Tally up the lines in the material where the word "StatusCode" appears, then give the total and nothing else.
☆ ☆ ☆
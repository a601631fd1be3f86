//! Daily log files under `<data_dir>/logs` plus an stderr mirror
//!
//! Files older than the retention window are removed at startup

use anyhow::Result;
use std::fs;
use std::path::{Path, PathBuf};
use std::time::{Duration, SystemTime};
use tracing_appender::non_blocking::WorkerGuard;
use tracing_subscriber::{fmt, layer::SubscriberExt, util::SubscriberInitExt, EnvFilter, Layer};

pub const LOG_RETENTION_DAYS: u64 = 7;
const LOG_PREFIX: &str = "chatquota";

pub struct LogManager {
    log_dir: PathBuf,
}

impl LogManager {
    pub fn new(log_dir: PathBuf) -> Self {
        Self { log_dir }
    }

    pub fn log_dir(&self) -> &Path {
        &self.log_dir
    }

    pub fn current_log_path(&self) -> PathBuf {
        let today = chrono::Local::now().format("%Y-%m-%d");
        self.log_dir.join(format!("{}.{}.log", LOG_PREFIX, today))
    }

    /// Deletes log files last modified more than `retention_days` ago. Returns how many went.
    pub fn cleanup_old_logs(&self, retention_days: u64) -> Result<usize> {
        let cutoff = SystemTime::now() - Duration::from_secs(retention_days * 24 * 60 * 60);
        let mut deleted_count = 0;
        for path in self.log_files()? {
            let modified = fs::metadata(&path)?.modified()?;
            if modified < cutoff {
                if let Err(e) = fs::remove_file(&path) {
                    eprintln!("Failed to delete old log {}: {}", path.display(), e);
                } else {
                    deleted_count += 1;
                }
            }
        }
        if deleted_count > 0 {
            tracing::info!("Cleaned up {} old log file(s)", deleted_count);
        }
        Ok(deleted_count)
    }

    /// Newest first. A missing directory has no files.
    pub fn log_files(&self) -> Result<Vec<PathBuf>> {
        let mut files = Vec::new();
        if !self.log_dir.exists() {
            return Ok(files);
        }
        for entry in fs::read_dir(&self.log_dir)? {
            let path = entry?.path();
            if !path.is_file() {
                continue;
            }
            if let Some(filename) = path.file_name().and_then(|n| n.to_str()) {
                if filename.starts_with(LOG_PREFIX) && filename.ends_with(".log") {
                    files.push(path);
                }
            }
        }
        files.sort();
        files.reverse();
        Ok(files)
    }

    pub fn total_size(&self) -> Result<u64> {
        let mut total_size = 0u64;
        for file in self.log_files()? {
            if let Ok(metadata) = fs::metadata(&file) {
                total_size += metadata.len();
            }
        }
        Ok(total_size)
    }

    pub fn format_size(bytes: u64) -> String {
        const KB: u64 = 1024;
        const MB: u64 = KB * 1024;
        const GB: u64 = MB * 1024;
        if bytes >= GB {
            format!("{:.2} GB", bytes as f64 / GB as f64)
        } else if bytes >= MB {
            format!("{:.2} MB", bytes as f64 / MB as f64)
        } else if bytes >= KB {
            format!("{:.2} KB", bytes as f64 / KB as f64)
        } else {
            format!("{} B", bytes)
        }
    }
}

pub struct LoggingGuard {
    _guard: WorkerGuard,
}

fn env_filter(log_level: &str) -> EnvFilter {
    EnvFilter::try_from_default_env().unwrap_or_else(|_| {
        EnvFilter::try_new(log_level).unwrap_or_else(|_| EnvFilter::new("info"))
    })
}

/// File and stderr logging for the long-running bot.
pub fn init_logging(log_dir: &Path, log_level: &str) -> Result<LoggingGuard> {
    fs::create_dir_all(log_dir)?;
    let manager = LogManager::new(log_dir.to_path_buf());
    manager.cleanup_old_logs(LOG_RETENTION_DAYS)?;

    let file = fs::OpenOptions::new()
        .create(true)
        .append(true)
        .open(manager.current_log_path())?;
    let (non_blocking, guard) = tracing_appender::non_blocking(file);

    let file_layer = fmt::layer()
        .with_writer(non_blocking)
        .with_ansi(false)
        .with_target(true)
        .with_line_number(true)
        .with_filter(env_filter(log_level));

    let stderr_layer = fmt::layer()
        .with_writer(std::io::stderr)
        .with_ansi(true)
        .with_target(true)
        .with_filter(env_filter(log_level));

    tracing_subscriber::registry()
        .with(file_layer)
        .with(stderr_layer)
        .try_init()?;

    Ok(LoggingGuard { _guard: guard })
}

/// Stderr only, for one-shot commands.
pub fn init_stderr_logging(log_level: &str) -> Result<()> {
    tracing_subscriber::registry()
        .with(
            fmt::layer()
                .with_writer(std::io::stderr)
                .with_target(false)
                .with_filter(env_filter(log_level)),
        )
        .try_init()?;
    Ok(())
}
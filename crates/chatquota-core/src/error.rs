use chatquota_policy::LimitInputError;
use chatquota_storage::MembershipKey;
use thiserror::Error;

#[derive(Debug, Error)]
pub enum EngineError {
    #[error("settings for room {room_id} unavailable, using seed defaults: {reason}")]
    ConfigurationUnavailable { room_id: i64, reason: String },

    #[error("invalid exclusion pattern '{pattern}': {reason}")]
    InvalidPattern { pattern: String, reason: String },

    #[error("{action} failed in room {room_id}{}: {reason}", user_suffix(.user_id))]
    PlatformActionFailed {
        action: &'static str,
        room_id: i64,
        user_id: Option<i64>,
        reason: String,
    },

    #[error("membership {key} has a temporary limit without its expiry or the reverse")]
    InconsistentMembership { key: MembershipKey },

    #[error("invalid limit input: {0}")]
    InvalidLimitInput(#[from] LimitInputError),

    #[error(transparent)]
    Store(#[from] anyhow::Error),
}

fn user_suffix(user_id: &Option<i64>) -> String {
    match user_id {
        Some(id) => format!(" for user {}", id),
        None => String::new(),
    }
}
//! chatquota Telegram Adapter
//!
//! Bot API long polling with offset persistence and client recreation, plus the
//! moderation actions the engine issues

pub mod updates;

use anyhow::{anyhow, Result};
use async_trait::async_trait;
use chatquota_config::TelegramConfig;
use chatquota_ipc::{BusEvent, ChatPlatform, EventBus, MemberStatus, MessageHandle, RestrictUntil};
use reqwest::{Client, ClientBuilder, StatusCode};
use serde::de::DeserializeOwned;
use serde::Deserialize;
use std::path::PathBuf;
use std::time::{Duration, Instant};
use tokio::fs;
use tracing::{debug, info, warn};
use updates::TelegramUpdate;

const TELEGRAM_API_BASE: &str = "https://api.telegram.org";

#[derive(Debug, Deserialize)]
struct ApiResponse<T> {
    ok: bool,
    result: Option<T>,
    #[serde(default)]
    description: Option<String>,
}

#[derive(Debug, Deserialize)]
struct SentMessage {
    message_id: i64,
}

#[derive(Debug, Deserialize)]
struct ChatMemberInfo {
    status: String,
}

pub struct TelegramAdapter {
    client: Client,
    config: TelegramConfig,
    api_url: String,
    data_dir: PathBuf,
    poll_timeout_secs: u64,
    client_recreate_interval_secs: u64,
    event_bus: Option<EventBus>,
}

impl TelegramAdapter {
    pub fn new(config: &TelegramConfig, data_dir: PathBuf) -> Result<Self> {
        Ok(Self {
            client: Self::build_client()?,
            api_url: format!("{}/bot{}", TELEGRAM_API_BASE, config.bot_token),
            config: config.clone(),
            data_dir,
            poll_timeout_secs: config.poll_timeout_secs.unwrap_or(60),
            client_recreate_interval_secs: config.client_recreate_interval_secs.unwrap_or(60),
            event_bus: None,
        })
    }

    pub fn with_event_bus(mut self, event_bus: EventBus) -> Self {
        self.event_bus = Some(event_bus);
        self
    }

    fn build_client() -> Result<Client> {
        ClientBuilder::new()
            .pool_idle_timeout(Duration::from_secs(600))
            .pool_max_idle_per_host(10)
            .tcp_keepalive(Some(Duration::from_secs(30)))
            .timeout(Duration::from_secs(180))
            .connect_timeout(Duration::from_secs(30))
            .build()
            .map_err(|e| anyhow!("failed to build HTTP client: {}", e))
    }

    fn offset_path(&self) -> PathBuf {
        self.data_dir
            .join("runtime")
            .join(format!("telegram.{}.offset", self.config.account_tag()))
    }

    async fn read_offset(&self) -> Option<i64> {
        match fs::read_to_string(self.offset_path()).await {
            Ok(content) => content.trim().parse().ok(),
            Err(_) => None,
        }
    }

    async fn write_offset(&self, offset: i64) {
        let path = self.offset_path();
        if let Some(parent) = path.parent() {
            if let Err(e) = fs::create_dir_all(parent).await {
                warn!("Failed to create runtime dir {}: {}", parent.display(), e);
                return;
            }
        }
        if let Err(e) = fs::write(&path, format!("{}\n", offset)).await {
            warn!("Failed to persist Telegram offset: {}", e);
        }
    }

    async fn call<T: DeserializeOwned>(
        &self,
        client: &Client,
        method: &str,
        payload: &serde_json::Value,
    ) -> Result<T> {
        let url = format!("{}/{}", self.api_url, method);
        let resp = client
            .post(&url)
            .json(payload)
            .send()
            .await
            .map_err(|e| anyhow!("telegram {} request failed: {}", method, e))?;

        let status = resp.status();
        let body = resp
            .text()
            .await
            .map_err(|e| anyhow!("telegram {} read failed: {}", method, e))?;
        parse_response(method, status, &body)
    }

    pub async fn get_updates(
        &self,
        client: &Client,
        offset: Option<i64>,
    ) -> Result<Vec<TelegramUpdate>> {
        let mut payload = serde_json::json!({
            "timeout": self.poll_timeout_secs,
            "allowed_updates": ["message", "my_chat_member"],
        });
        if let Some(offset) = offset {
            payload["offset"] = serde_json::json!(offset);
        }
        self.call(client, "getUpdates", &payload).await
    }

    pub async fn poll(&self) -> Result<()> {
        let mut offset: Option<i64> = self.read_offset().await;

        info!(offset = ?offset, "Telegram polling started");

        let mut client = self.client.clone();
        let mut client_recreate_at =
            Instant::now() + Duration::from_secs(self.client_recreate_interval_secs);

        if let Err(err) = self.sync_bot_commands(&client).await {
            warn!("Failed to sync Telegram bot commands: {}", err);
        } else {
            info!("Telegram bot commands synced");
        }

        loop {
            if Instant::now() >= client_recreate_at {
                match Self::build_client() {
                    Ok(fresh) => {
                        debug!("Recreated HTTP client to prevent stale connections");
                        client = fresh;
                    }
                    Err(e) => warn!("Keeping previous HTTP client: {}", e),
                }
                client_recreate_at =
                    Instant::now() + Duration::from_secs(self.client_recreate_interval_secs);
            }

            let updates = match self.get_updates(&client, offset).await {
                Ok(v) => v,
                Err(err) => {
                    warn!("Telegram polling error: {}", err);
                    tokio::time::sleep(Duration::from_secs(2)).await;
                    continue;
                }
            };

            for update in updates {
                offset = Some(update.update_id + 1);
                self.write_offset(update.update_id + 1).await;
                self.dispatch(&update);
            }
        }
    }

    fn dispatch(&self, update: &TelegramUpdate) {
        let Some(event) = update.to_event() else {
            return;
        };

        let room_id = match &event {
            BusEvent::Message(message) => message.room_id,
            BusEvent::BotMembership { room_id, .. } => *room_id,
        };
        if !self.config.is_chat_allowed(room_id) {
            debug!("Skipping update from unauthorized chat {}", room_id);
            return;
        }

        match &self.event_bus {
            Some(event_bus) => {
                if let Err(e) = event_bus.publish(event) {
                    warn!("Failed to publish update {} to event bus: {}", update.update_id, e);
                }
            }
            None => info!("No event bus configured, update {} not forwarded", update.update_id),
        }
    }

    async fn sync_bot_commands(&self, client: &Client) -> Result<()> {
        let member_commands = serde_json::json!([
            { "command": "mystatus", "description": "Мой статус и лимит" },
            { "command": "stats", "description": "Статистика чата" },
            { "command": "rules", "description": "Правила чата" },
            { "command": "help", "description": "Помощь" }
        ]);
        let payload = serde_json::json!({
            "commands": member_commands,
            "scope": { "type": "all_group_chats" },
        });
        let _: bool = self.call(client, "setMyCommands", &payload).await?;

        let mut admin_commands = vec![
            serde_json::json!({ "command": "resetcounter", "description": "Сбросить счетчики пустых сообщений" }),
            serde_json::json!({ "command": "resetempty", "description": "Сбросить счетчик пользователя" }),
            serde_json::json!({ "command": "unblock", "description": "Разблокировать пользователя" }),
            serde_json::json!({ "command": "setlimit", "description": "Установить лимит пользователю" }),
        ];
        if let Some(items) = member_commands.as_array() {
            admin_commands.extend(items.iter().cloned());
        }
        let payload = serde_json::json!({
            "commands": admin_commands,
            "scope": { "type": "all_chat_administrators" },
        });
        let _: bool = self.call(client, "setMyCommands", &payload).await?;
        Ok(())
    }
}

#[async_trait]
impl ChatPlatform for TelegramAdapter {
    async fn delete_message(&self, handle: MessageHandle) -> Result<()> {
        let payload = serde_json::json!({
            "chat_id": handle.room_id,
            "message_id": handle.message_id,
        });
        let _: bool = self.call(&self.client, "deleteMessage", &payload).await?;
        Ok(())
    }

    async fn send_text(&self, room_id: i64, text: &str) -> Result<MessageHandle> {
        let payload = serde_json::json!({
            "chat_id": room_id,
            "text": text,
            "parse_mode": "HTML",
            "disable_web_page_preview": true,
        });
        let sent: SentMessage = self.call(&self.client, "sendMessage", &payload).await?;
        Ok(MessageHandle {
            room_id,
            message_id: sent.message_id,
        })
    }

    async fn restrict_member(
        &self,
        room_id: i64,
        user_id: i64,
        until: RestrictUntil,
    ) -> Result<()> {
        let payload = serde_json::json!({
            "chat_id": room_id,
            "user_id": user_id,
            "permissions": muted_permissions(),
            "until_date": until_date(until),
        });
        let _: bool = self
            .call(&self.client, "restrictChatMember", &payload)
            .await?;
        Ok(())
    }

    async fn unrestrict_member(&self, room_id: i64, user_id: i64) -> Result<()> {
        let payload = serde_json::json!({
            "chat_id": room_id,
            "user_id": user_id,
            "permissions": member_permissions(),
        });
        let _: bool = self
            .call(&self.client, "restrictChatMember", &payload)
            .await?;
        Ok(())
    }

    async fn member_status(&self, room_id: i64, user_id: i64) -> Result<MemberStatus> {
        let payload = serde_json::json!({
            "chat_id": room_id,
            "user_id": user_id,
        });
        let member: ChatMemberInfo = self.call(&self.client, "getChatMember", &payload).await?;
        Ok(MemberStatus::parse(&member.status).unwrap_or(MemberStatus::Member))
    }
}

fn parse_response<T: DeserializeOwned>(method: &str, status: StatusCode, body: &str) -> Result<T> {
    let parsed: ApiResponse<T> = serde_json::from_str(body)
        .map_err(|e| anyhow!("telegram {} HTTP {} decode failed: {}", method, status, e))?;

    if !parsed.ok {
        return Err(anyhow!(
            "telegram {} HTTP {}: {}",
            method,
            status,
            parsed.description.unwrap_or_else(|| "ok=false".to_string())
        ));
    }
    parsed
        .result
        .ok_or_else(|| anyhow!("telegram {} returned no result", method))
}

/// Unix seconds for `until_date`. Zero means forever.
fn until_date(until: RestrictUntil) -> i64 {
    match until {
        RestrictUntil::Until(at) => at.timestamp(),
        RestrictUntil::Indefinite => 0,
    }
}

fn muted_permissions() -> serde_json::Value {
    permissions(false)
}

fn member_permissions() -> serde_json::Value {
    permissions(true)
}

fn permissions(can_post: bool) -> serde_json::Value {
    serde_json::json!({
        "can_send_messages": can_post,
        "can_send_audios": can_post,
        "can_send_documents": can_post,
        "can_send_photos": can_post,
        "can_send_videos": can_post,
        "can_send_video_notes": can_post,
        "can_send_voice_notes": can_post,
        "can_send_polls": can_post,
        "can_send_other_messages": can_post,
        "can_add_web_page_previews": can_post,
        "can_invite_users": can_post,
        "can_change_info": false,
        "can_pin_messages": false,
    })
}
☆ ☆ ☆
→ **Response to the exercise**
2